Redazione 18 Maggio 2018

Fonte: Px Here

Ancora problemi per l’ozono. Nonostante siano banditi da oltre 30 anni, nell’atmosfera sono stati riversate 13 mila tonnellate di CFC. È mistero sulla fonte, ma si ipotizza provenga da Cina o Mongolia.

Grazie al Protocollo di Montreal del 1987, grazie al quale i gas dannosi per l’ozono furono messi al bando, dal 2010 sulla Terra non esistono più fonti certe di clorofluorocarburi. Nonostante ciò, dal 2013 – misteriosamente – le misurazioni dei gas hanno fatto registrare una nuova sorgente, ma nessuno conosce la loro provenienza anche perché esistono diversi validi sostituti ai gas dannosi per l’ozono. 

A lanciare il nuovo allarme nei giorni scorsi il Noaa, la National Oceanic and Atmospheric Administration degli Stati Uniti pubblicando i dati sulla rivista Nature. I clorofluorocarburi (CFC) sono entrati di comune uso industriale a partire dagli anni ’40 per diversi utilizzi come bombolette spray, frigoriferi o isolanti per edifici. È solo oltre 40 anni dopo, nel 1985, con la scoperta del buco dell’ozono sopra l’Antartide che questi gas furono associati alla distruzione dello schermo protettivo della Terra contro i raggi ultravioletti del Sole. Due anni più tardi con la firma del Protocollo di Montreal sottoscritto da circa 200 nazioni questi CFC furono definitivamente banditi e l’industria trovò immediatamente dei surrogati efficaci.

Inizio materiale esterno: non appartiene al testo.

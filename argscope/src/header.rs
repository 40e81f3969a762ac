// SPDX-License-Identifier: MIT OR Apache-2.0
// Copyright (c) 2025 Gustavo Noronha Silva <gustavo@noronha.dev.br>

use argscope_common::{EventHeader, SYSCALL_ENTER, SYSCALL_EXIT, UPROBE_ENTER};
use bytes::BufMut;

use crate::{error::Result, format_helpers::cstr_lossy, reader::SampleReader};

#[derive(Debug, Copy, Clone, PartialEq, Eq)]
pub enum EventKind {
    SyscallEnter,
    SyscallExit,
    UprobeEnter,
}

impl EventKind {
    pub fn from_id(eventid: u32) -> Option<Self> {
        match eventid {
            SYSCALL_ENTER => Some(EventKind::SyscallEnter),
            SYSCALL_EXIT => Some(EventKind::SyscallExit),
            UPROBE_ENTER => Some(EventKind::UprobeEnter),
            _ => None,
        }
    }

    pub fn id(self) -> u32 {
        match self {
            EventKind::SyscallEnter => SYSCALL_ENTER,
            EventKind::SyscallExit => SYSCALL_EXIT,
            EventKind::UprobeEnter => UPROBE_ENTER,
        }
    }
}

/// Reads the fixed header. Nothing is validated beyond the byte count.
pub fn decode_header(reader: &mut SampleReader<'_>) -> Result<EventHeader> {
    Ok(EventHeader {
        ts: reader.u64("header ts")?,
        eventid: reader.u32("header eventid")?,
        host_tid: reader.u32("header host_tid")?,
        host_pid: reader.u32("header host_pid")?,
        tid: reader.u32("header tid")?,
        pid: reader.u32("header pid")?,
        uid: reader.u32("header uid")?,
        comm: reader.array("header comm")?,
        argnum: reader.u8("header argnum")?,
        padding: reader.array("header padding")?,
    })
}

pub fn encode_header(header: &EventHeader, out: &mut impl BufMut) {
    out.put_u64_le(header.ts);
    out.put_u32_le(header.eventid);
    out.put_u32_le(header.host_tid);
    out.put_u32_le(header.host_pid);
    out.put_u32_le(header.tid);
    out.put_u32_le(header.pid);
    out.put_u32_le(header.uid);
    out.put_slice(&header.comm);
    out.put_u8(header.argnum);
    out.put_slice(&header.padding);
}

pub trait HeaderExt {
    fn comm_str(&self) -> String;

    /// `<pid>_<tid>`, identifying the thread within its namespace.
    fn uuid(&self) -> String;

    fn kind(&self) -> Option<EventKind>;
}

impl HeaderExt for EventHeader {
    fn comm_str(&self) -> String {
        cstr_lossy(&self.comm)
    }

    fn uuid(&self) -> String {
        format!("{}_{}", self.pid, self.tid)
    }

    fn kind(&self) -> Option<EventKind> {
        EventKind::from_id(self.eventid)
    }
}
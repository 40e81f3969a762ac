// SPDX-License-Identifier: MIT OR Apache-2.0
// Copyright (c) 2025 Gustavo Noronha Silva <gustavo@noronha.dev.br>

#![no_std]

pub mod kernel_types;

/// Event kind ids carried in `EventHeader::eventid`.
pub const SYSCALL_ENTER: u32 = 456;
pub const SYSCALL_EXIT: u32 = 457;
pub const UPROBE_ENTER: u32 = 458;

pub const TASK_COMM_LEN: usize = 16;

/// Size of the fixed header at the front of every sample.
pub const HEADER_SIZE: usize = 56;

/// Size of the packed `{index, part_raw_size}` footer that follows every
/// variable-length argument payload.
pub const PADDING_FOOTER_SIZE: usize = 5;

/// Records written by the producer are aligned to this many bytes.
pub const RECORD_ALIGN: u32 = 4;

/// Width of a register/pointer slot on the wire.
pub const REGISTER_SIZE: usize = 8;

/// Width of the length prefix of strings and buffers.
pub const LEN_PREFIX_SIZE: usize = 4;

#[repr(C)]
#[derive(Debug, Default, Copy, Clone, PartialEq, Eq)]
pub struct EventHeader {
    pub ts: u64,
    pub eventid: u32,
    pub host_tid: u32,
    pub host_pid: u32,
    pub tid: u32,
    pub pid: u32,
    pub uid: u32,
    pub comm: [u8; TASK_COMM_LEN],
    pub argnum: u8,
    pub padding: [u8; 7],
}

const _: () = assert!(core::mem::size_of::<EventHeader>() == HEADER_SIZE);

#[repr(C, packed)]
#[derive(Debug, Default, Copy, Clone, PartialEq, Eq)]
pub struct PaddingFooter {
    pub index: u8,
    pub part_raw_size: u32,
}

const _: () = assert!(core::mem::size_of::<PaddingFooter>() == PADDING_FOOTER_SIZE);

impl PaddingFooter {
    /// Number of pad bytes following the footer. Zero when the segment is
    /// already aligned.
    pub const fn pad_len(part_raw_size: u32) -> u32 {
        let pad = RECORD_ALIGN
            - (part_raw_size % RECORD_ALIGN + PADDING_FOOTER_SIZE as u32 % RECORD_ALIGN)
                % RECORD_ALIGN;
        if pad == RECORD_ALIGN {
            0
        } else {
            pad
        }
    }
}

/// How an argument slot is declared by the probe point.
#[repr(u32)]
#[derive(Debug, Copy, Clone, PartialEq, Eq, Hash)]
pub enum ArgType {
    /// A plain scalar held in a register.
    Num = 0,
    /// A register holding an address, followed by the pointee.
    Pointer = 1,
    /// The structural value is written directly, without a pointer shell.
    Struct = 2,
}

/// The structural kind an argument is interpreted as.
#[repr(u32)]
#[derive(Debug, Copy, Clone, PartialEq, Eq, Hash)]
pub enum AliasType {
    None = 0,
    Num = 1,
    Pointer = 2,
    Struct = 3,
    Buffer = 4,
    String = 5,
    StringArray = 6,
    Sigset = 7,
    Pollfd = 8,
    Timezone = 9,
    PthreadAttr = 10,
    Timeval = 11,
    Timespec = 12,
    Stat = 13,
    Statfs = 14,
    Sigaction = 15,
    Utsname = 16,
    Sockaddr = 17,
    Rusage = 18,
    Iovec = 19,
    EpollEvent = 20,
    Sysinfo = 21,
    Siginfo = 22,
    Msghdr = 23,
    Itimerspec = 24,
    StackT = 25,
}

impl AliasType {
    pub const ALL: [AliasType; 26] = [
        AliasType::None,
        AliasType::Num,
        AliasType::Pointer,
        AliasType::Struct,
        AliasType::Buffer,
        AliasType::String,
        AliasType::StringArray,
        AliasType::Sigset,
        AliasType::Pollfd,
        AliasType::Timezone,
        AliasType::PthreadAttr,
        AliasType::Timeval,
        AliasType::Timespec,
        AliasType::Stat,
        AliasType::Statfs,
        AliasType::Sigaction,
        AliasType::Utsname,
        AliasType::Sockaddr,
        AliasType::Rusage,
        AliasType::Iovec,
        AliasType::EpollEvent,
        AliasType::Sysinfo,
        AliasType::Siginfo,
        AliasType::Msghdr,
        AliasType::Itimerspec,
        AliasType::StackT,
    ];

    /// Kinds whose payload length is only known from the stream. These are
    /// followed by a `PaddingFooter`.
    pub const fn is_variable_length(self) -> bool {
        matches!(
            self,
            AliasType::Buffer | AliasType::String | AliasType::StringArray | AliasType::Iovec
        )
    }

    /// Kinds that never have a structural rendering.
    pub const fn is_scalar(self) -> bool {
        matches!(self, AliasType::None | AliasType::Num)
    }
}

Una scelta salva ambiente storica e grazie alla quale i livelli di CFC nella stratosfera passarono da 270 a 240 per trilione di volume. Il buco sembrava essere in fase di chiusura e gli scienziati stimarono che, entro la fine del secolo, l’apertura si sarebbe “cicatrizzata” completamente. Tuttavia l’annuncio della Noaa cambia le previsioni visto che nell’atmosfera sono state ancora immesse enormi quantità di CFC (13 mila tonnellate). Purtroppo non esistono i mezzi per risalire alla fonte, ma il Noaa ipotizza l’origine possa essere di qualche stabilimento “segreto” fra Cina e Mongolia. Se fermata subite, questa fonte misteriosa ritarderebbe la chiusura del buco dell’ozono di una decina di anni. Va comunque detto che la presenza dei CFC nella stratosfera è molto diminuita in questi anni, anche se non a livello del periodo  2010-2012.